Tips to Successfully Navigate the Roommate Experience
Roommate Relationships Come in All Shapes and Sizes
Some roommates become very good friends, choosing to socialize and study together. Others become friends but spend time outside the room with different social groups. Still others do not become friends but accept each other as roommates and live compatibly together for the year. Remember that you will meet many students other than your roommate. In addition to your hallmates, you will make friends through classes, sports, work, and other student activities.
Living together in one room, especially if you have never had a roommate before (or lately), requires work! The type of relationship you develop with your roommate depends in part on your expectations of the relationship, as well as on how effectively you communicate those expectations to your roommate from the very beginning.
As you think about your roommate and how you hope to interact, (regardless of how well or little you may know him/her) both of you should consider the following:
- Communicate! This is the most effective tool for living together happily.
- What do each of you expect of your relationship with your roommate?
- What can you and your roommate discuss to prevent potential problems?
- How much of your personal or life experiences are each of you willing to share?
- How do you both intend to discuss habits, values, and priorities?
- Could some of your practices or activities be potentially offensive or annoying to the other person?
- How will both of you resolve disagreements?
- How do you act when you are angry, depressed, stressed, or happy? How do you expect your roommate to behave when you are feeling any of these emotions? Share this with each other.
- Which of your belongings can and cannot be borrowed?
- When are visitors and/or friends welcome? For how long?
- How neat do you both expect the room to be?
- What study habits will make both of you successful students?
- Be ready to make compromises. You can't have everything your way all the time.
- Always treat your roommate with respect. Think about how you would feel if the roles were reversed.
- Attempt to make contact during the summer to plan the upcoming year.
- Review the Community Standards (quiet hours, alcohol use, guest and visitation regulations, etc.)
Once you arrive on campus, check in and start setting in, you will be given a Roommate Agreement Form. Both you and your roommate are expected to fill the form out together. Your RA and Community Director are there as resources to help you through the form if needed. On your Roommate Agreement Form you will indicate your preferences regarding sleep, study, and social time. As you adjust to life at The UA and take advantage of the new opportunities available to you, you may find that these preferences change. Be open with your roommate, communicating your needs; be responsive to your roommate, recognizing that he/she is changing too. Expect the best!

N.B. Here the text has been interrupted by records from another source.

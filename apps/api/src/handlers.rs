pub mod health;
pub mod permissions;
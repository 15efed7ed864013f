use std::sync::Arc;

use axum::extract::State;
use axum::response::Html;

use crate::state::AppState;

const INDEX_HTML: &str = include_str!("../../../templates/index.html");

pub async fn index(State(state): State<Arc<AppState>>) -> Html<&'static str> {
    state.metrics.record_request();
    Html(INDEX_HTML)
}
use std::sync::Arc;

use anyhow::Context;
use axum::Router;
use tokio::net::TcpListener;

use flipkart_rag::core::config::{AppPaths, ConfigService};
use flipkart_rag::core::logging;
use flipkart_rag::server;
use flipkart_rag::state::AppState;

#[tokio::main]
async fn main() -> anyhow::Result<()> {
    let _ = dotenvy::dotenv();

    let paths = Arc::new(AppPaths::new());
    let config_service = ConfigService::new(paths.clone());
    let config = config_service
        .load_config()
        .with_context(|| format!("Failed to load {}", config_service.config_path().display()))?;

    logging::init(&paths, &config.server).context("Failed to initialize logging")?;
    tracing::debug!(
        "Effective config: {}",
        config_service.redact_sensitive_values(&config)
    );

    let bind_addr = format!("{}:{}", config.server.host, config.server.port);
    if config.server.debug {
        tracing::warn!("Debug mode is on; do not expose {} to untrusted networks", bind_addr);
    }

    let state = AppState::initialize(config).await?;

    let listener = TcpListener::bind(&bind_addr)
        .await
        .with_context(|| format!("Failed to bind to {}", bind_addr))?;
    let addr = listener.local_addr()?;
    tracing::info!("Listening on {}", addr);

    let app: Router = server::router::router(state);
    axum::serve(listener, app).await.context("Server error")?;

    Ok(())
}
use std::path::PathBuf;
use std::sync::Arc;

use thiserror::Error;

use super::converter::{ConvertError, DataConverter};
use crate::core::config::DataConfig;
use crate::core::errors::ApiError;
use crate::llm::EmbeddingProvider;
use crate::rag::{Document, SqliteVectorStore, VectorStore};

#[derive(Debug, Error)]
pub enum IngestError {
    #[error(transparent)]
    Convert(#[from] ConvertError),

    #[error("vector store error: {0}")]
    Store(#[source] ApiError),

    #[error("embedding failed: {0}")]
    Embedding(#[source] ApiError),
}

/// Builds the vector index from the review CSV, or reopens the persisted one.
pub struct DataIngestor {
    csv_path: PathBuf,
    db_path: PathBuf,
    batch_size: usize,
    embedder: Arc<dyn EmbeddingProvider>,
}

impl DataIngestor {
    pub fn new(config: &DataConfig, embedder: Arc<dyn EmbeddingProvider>) -> Self {
        Self {
            csv_path: config.csv_path.clone(),
            db_path: config.vector_db.clone(),
            batch_size: config.embedding_batch_size.max(1),
            embedder,
        }
    }

    /// Returns a queryable store.
    ///
    /// With `load_existing`, a populated index built with the current
    /// embedding model is reused as-is; anything else triggers a full rebuild.
    pub async fn ingest(&self, load_existing: bool) -> Result<Arc<dyn VectorStore>, IngestError> {
        let store = SqliteVectorStore::open(&self.db_path)
            .await
            .map_err(IngestError::Store)?;
        let store: Arc<dyn VectorStore> = Arc::new(store);

        if load_existing && self.can_reuse(store.as_ref()).await? {
            let count = store.count().await.map_err(IngestError::Store)?;
            tracing::info!(
                "Loaded existing vector index from {} ({} documents)",
                self.db_path.display(),
                count
            );
            return Ok(store);
        }

        let docs = DataConverter::new(&self.csv_path).convert()?;
        tracing::info!(
            "Building vector index from {} ({} documents)",
            self.csv_path.display(),
            docs.len()
        );

        self.rebuild(store.as_ref(), docs).await?;
        Ok(store)
    }

    async fn can_reuse(&self, store: &dyn VectorStore) -> Result<bool, IngestError> {
        let count = store.count().await.map_err(IngestError::Store)?;
        if count == 0 {
            return Ok(false);
        }

        let stored_model = store.embedding_model().await.map_err(IngestError::Store)?;
        let current_model = self.embedder.model_name();
        if stored_model.as_deref() != Some(current_model) {
            tracing::warn!(
                "Vector index was built with {:?}, configured model is {}; rebuilding",
                stored_model,
                current_model
            );
            return Ok(false);
        }

        Ok(true)
    }

    async fn rebuild(&self, store: &dyn VectorStore, docs: Vec<Document>) -> Result<(), IngestError> {
        store.clear().await.map_err(IngestError::Store)?;

        let total = docs.len();
        let mut done = 0;
        for batch in docs.chunks(self.batch_size) {
            let inputs: Vec<String> = batch.iter().map(|doc| doc.content.clone()).collect();
            let embeddings = self
                .embedder
                .embed(&inputs)
                .await
                .map_err(IngestError::Embedding)?;

            if embeddings.len() != batch.len() {
                return Err(IngestError::Embedding(ApiError::Upstream(format!(
                    "expected {} embeddings, got {}",
                    batch.len(),
                    embeddings.len()
                ))));
            }

            let items = batch.iter().cloned().zip(embeddings).collect();
            store.insert_batch(items).await.map_err(IngestError::Store)?;

            done += batch.len();
            tracing::debug!("Embedded {}/{} documents", done, total);
        }

        // The model marker doubles as the completion flag.
        store
            .set_embedding_model(self.embedder.model_name())
            .await
            .map_err(IngestError::Store)?;

        tracing::info!("Vector index ready ({} documents)", total);
        Ok(())
    }
}
//! Product-review question answering over HTTP.
//!
//! Startup ingests a review CSV into a persisted vector index and builds a
//! history-aware retrieval chain; the server then answers chat messages with it.

pub mod chain;
pub mod core;
pub mod ingest;
pub mod llm;
pub mod metrics;
pub mod rag;
pub mod server;
pub mod state;
pub const CONTEXTUALIZE_SYSTEM_PROMPT: &str = "Given the chat history and the latest user question, \
rewrite the question so it can be understood without the chat history. \
Do not answer it. Return only the rewritten question.";

pub const QA_SYSTEM_PROMPT: &str = "You're an e-commerce bot answering product-related queries \
using the reviews and product titles below. Stick to the context. Be concise and helpful. \
If the context does not contain the answer, say you don't know.";

pub fn qa_system_message(context: &str) -> String {
    format!("{}\n\nCONTEXT:\n{}", QA_SYSTEM_PROMPT, context)
}
use std::fs::File;
use std::path::PathBuf;

use thiserror::Error;

use crate::rag::Document;

const TITLE_COLUMN: &str = "product_title";
const REVIEW_COLUMN: &str = "review";

#[derive(Debug, Error)]
pub enum ConvertError {
    #[error("failed to open {path}: {source}")]
    Io {
        path: PathBuf,
        #[source]
        source: std::io::Error,
    },

    #[error("{path} has no '{column}' column")]
    MissingColumn { path: PathBuf, column: &'static str },

    #[error("malformed CSV in {path}: {source}")]
    Csv {
        path: PathBuf,
        #[source]
        source: csv::Error,
    },
}

/// Reads the review CSV and produces one [`Document`] per row.
pub struct DataConverter {
    file_path: PathBuf,
}

impl DataConverter {
    pub fn new(file_path: impl Into<PathBuf>) -> Self {
        Self {
            file_path: file_path.into(),
        }
    }

    /// Rows keep their file order; empty cells become empty strings.
    pub fn convert(&self) -> Result<Vec<Document>, ConvertError> {
        let file = File::open(&self.file_path).map_err(|source| ConvertError::Io {
            path: self.file_path.clone(),
            source,
        })?;

        let mut reader = csv::ReaderBuilder::new().has_headers(true).from_reader(file);

        let headers = reader.headers().map_err(|source| self.csv_error(source))?;
        let title_idx = self.column_index(headers, TITLE_COLUMN)?;
        let review_idx = self.column_index(headers, REVIEW_COLUMN)?;

        let mut docs = Vec::new();
        for (row, record) in reader.records().enumerate() {
            let record = record.map_err(|source| self.csv_error(source))?;
            let product_title = record.get(title_idx).unwrap_or_default().to_string();
            let review = record.get(review_idx).unwrap_or_default().to_string();
            docs.push(Document::from_review(row, product_title, review));
        }

        tracing::debug!(
            "Converted {} review rows from {}",
            docs.len(),
            self.file_path.display()
        );
        Ok(docs)
    }

    fn column_index(
        &self,
        headers: &csv::StringRecord,
        column: &'static str,
    ) -> Result<usize, ConvertError> {
        headers
            .iter()
            .position(|header| header.trim() == column)
            .ok_or_else(|| ConvertError::MissingColumn {
                path: self.file_path.clone(),
                column,
            })
    }

    fn csv_error(&self, source: csv::Error) -> ConvertError {
        ConvertError::Csv {
            path: self.file_path.clone(),
            source,
        }
    }
}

The communication skills you can develop in an effective roommate relationship are among the most valuable skills you will gain at college for your personal and professional life. The happiest of roommates will experience conflict at times. The key to success at those times is for roommates to communicate with each other - with the assistance of a staff member as necessary - about how to reach a resolution that is satisfactory to both roommates. We also strongly encourage you to utilize the Roommate Agreement Form.